James Bond e seu mar de ilusão
Não podia ser diferente: você entra na sala de cinema, se acomoda, nem mal coloca a primeira pipoca na boca e, assim que o filme começa, aquela avalanche de cenas de ação toma conta da sua visão. Em "007 Contra Spectre", do diretor Sam Mendes, assim como todo longa da franquia com James Bond como protagonista, as armas cinematográficas são esses cortes de ação, precisos, milimetricamente desenhados, melindrosamente estudados. O plano-sequência da primeira cena, em uma tomada na Cidade do México, em pleno Dia de Finados, em uma confusão numa espécie de desfile do dia dos mortos, já declara abertamente o que o espectador verá nas próximas duas horas e meia de filme, o que o agente 007 faz de melhor: correr, lutar, brigar, bater, vencer, conseguir tudo o que quer por meio das melhores habilidades de um espião renomado e inesquecível.
Daniel Craig, aliás, já mostrou que é o Bond contemporâneo mais cheio de energia e vitalidade da história dos "007". O ator tem um vigor impressionante, algo que te deixa realmente acreditando que ele pode fazer todos aqueles movimentos surreais e sair vitorioso em tudo. As perseguições de carro em Roma, num avião sem asas na Áustria ou dentro de um vagão em movimento na África não me deixam mentir. E é justamente sobre este ponto, sobre a mentira e o exagero, que estamos terminantemente proibidos de aprofundar quando assistimos a um "007". É tanta cena fora da realidade que, se a gente não mergulhar na história e entender que a linha cinematográfica da série é essa, você levanta da poltrona nos primeiros dez minutos de filme e sai da sessão falando mal até da última geração desse tal James 'Maguiyver' Bond.
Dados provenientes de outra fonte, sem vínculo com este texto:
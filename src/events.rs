//! Event hooks for the template lifecycle.
//!
//! Provides an optional, non-intrusive way to observe a pipeline run.
//! The executor emits events when a template starts, when an attempt fails,
//! when a joker is taken and when a parameter is committed. Implement
//! [`EventHandler`] for progress tracking or auditing; structured logs go
//! through `tracing` regardless.

use std::sync::Arc;

/// Events emitted during pipeline execution.
#[derive(Debug, Clone, PartialEq)]
pub enum Event {
    /// A template was dispatched; all of its dependencies are committed.
    TemplateStart {
        /// Name of the template.
        template: String,
    },
    /// A template's result was committed to the parameter set.
    ParameterCommitted {
        /// Name of the committed parameter.
        name: String,
    },
    /// An attempt produced a result that failed the expectations.
    AttemptFailed {
        /// Name of the template.
        template: String,
        /// 1-indexed real attempt number, or 0 for a joker.
        attempt: u32,
        /// The expectation failure message.
        reason: String,
    },
    /// A joker parameter was taken as the template result.
    JokerUsed {
        template: String,
        joker: String,
    },
    /// A template settled.
    TemplateEnd {
        /// Name of the template.
        template: String,
        /// Whether it produced a result.
        ok: bool,
    },
    /// A transport-level retry due to HTTP error.
    TransportRetry {
        /// Provider title or operation description.
        name: String,
        /// The retry attempt number (1-indexed).
        attempt: u32,
        /// Delay before this retry attempt in milliseconds.
        delay_ms: u64,
        /// Reason for the retry (error description).
        reason: String,
    },
}

/// Handler for pipeline lifecycle events.
///
/// This is entirely optional -- pipelines run without an event handler.
///
/// # Example
///
/// ```
/// use prompt_pipeline::events::{Event, EventHandler};
///
/// struct PrintHandler;
///
/// impl EventHandler for PrintHandler {
///     fn on_event(&self, event: Event) {
///         match event {
///             Event::TemplateStart { template } => println!("[start] {}", template),
///             Event::TemplateEnd { template, ok } => println!("[end] {} ok={}", template, ok),
///             _ => {}
///         }
///     }
/// }
/// ```
pub trait EventHandler: Send + Sync {
    /// Called for every emitted event.
    fn on_event(&self, event: Event);
}

/// Emit an event if a handler is present. No-op otherwise.
pub(crate) fn emit(handler: &Option<Arc<dyn EventHandler>>, event: Event) {
    if let Some(ref h) = handler {
        h.on_event(event);
    }
}

/// An [`EventHandler`] backed by a closure.
///
/// # Example
///
/// ```
/// use prompt_pipeline::events::{Event, FnEventHandler};
/// use std::sync::Arc;
///
/// let handler = Arc::new(FnEventHandler(|event: Event| {
///     if let Event::ParameterCommitted { name } = event {
///         println!("resolved {}", name);
///     }
/// }));
/// ```
pub struct FnEventHandler<F: Fn(Event) + Send + Sync>(pub F);

impl<F: Fn(Event) + Send + Sync> EventHandler for FnEventHandler<F> {
    fn on_event(&self, event: Event) {
        (self.0)(event);
    }
}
E, definitivamente, essa não é a proposta. Essa imersão ao mundo do bonitão britânico deve acontecer naturalmente, sem sofrimento ou dúvidas... tal como você ter certeza de que ele nunca perde na primeira luta. Nem na segunda, nem na terceira. Como você saber que, no mínimo, três Bond Girls vão pra cama com ele a cada longa. Como você ver o cara lutar o mais abruptamente possível e terminar o embate impecável, em seu terno inglês caro sem nenhuma mancha de sujeira ou o cabelo sem nenhum fio desalinhado.
O fato é que nós sempre temos escolha: de assistir e mergulhar na história; de criticar e levantar da poltrona - porém, assim, perder um momento de lazer tão diferente e inovador. Sim, inovador, porque, a cada cena de perseguição ou de luta, ou a cada filme do Bond, ou do "Missão Impossível" de Tom Cruise, ou do "Duro de Matar" de Bruce Willis, tudo é muito novo... tudo é cada vez mais inacreditável, inverossímil, surreal. Vou ser sincero: não curto muito filme de ação, não. Mas se a proposta é imergir na roleta russa do discutível e do inaceitável, por que não escolher a diversão? A vida é muito curta pra não provar de todos os sabores. Mantenha seus gostos, eles são a sua imagem. Mas nada melhor que literalmente viajar no mundo de um agente secreto imbatível pra perceber que você pode "voar sem ter asas, caminhar sem tirar os pés do chão, sonhar acordado, navegar em um mar de ilusão".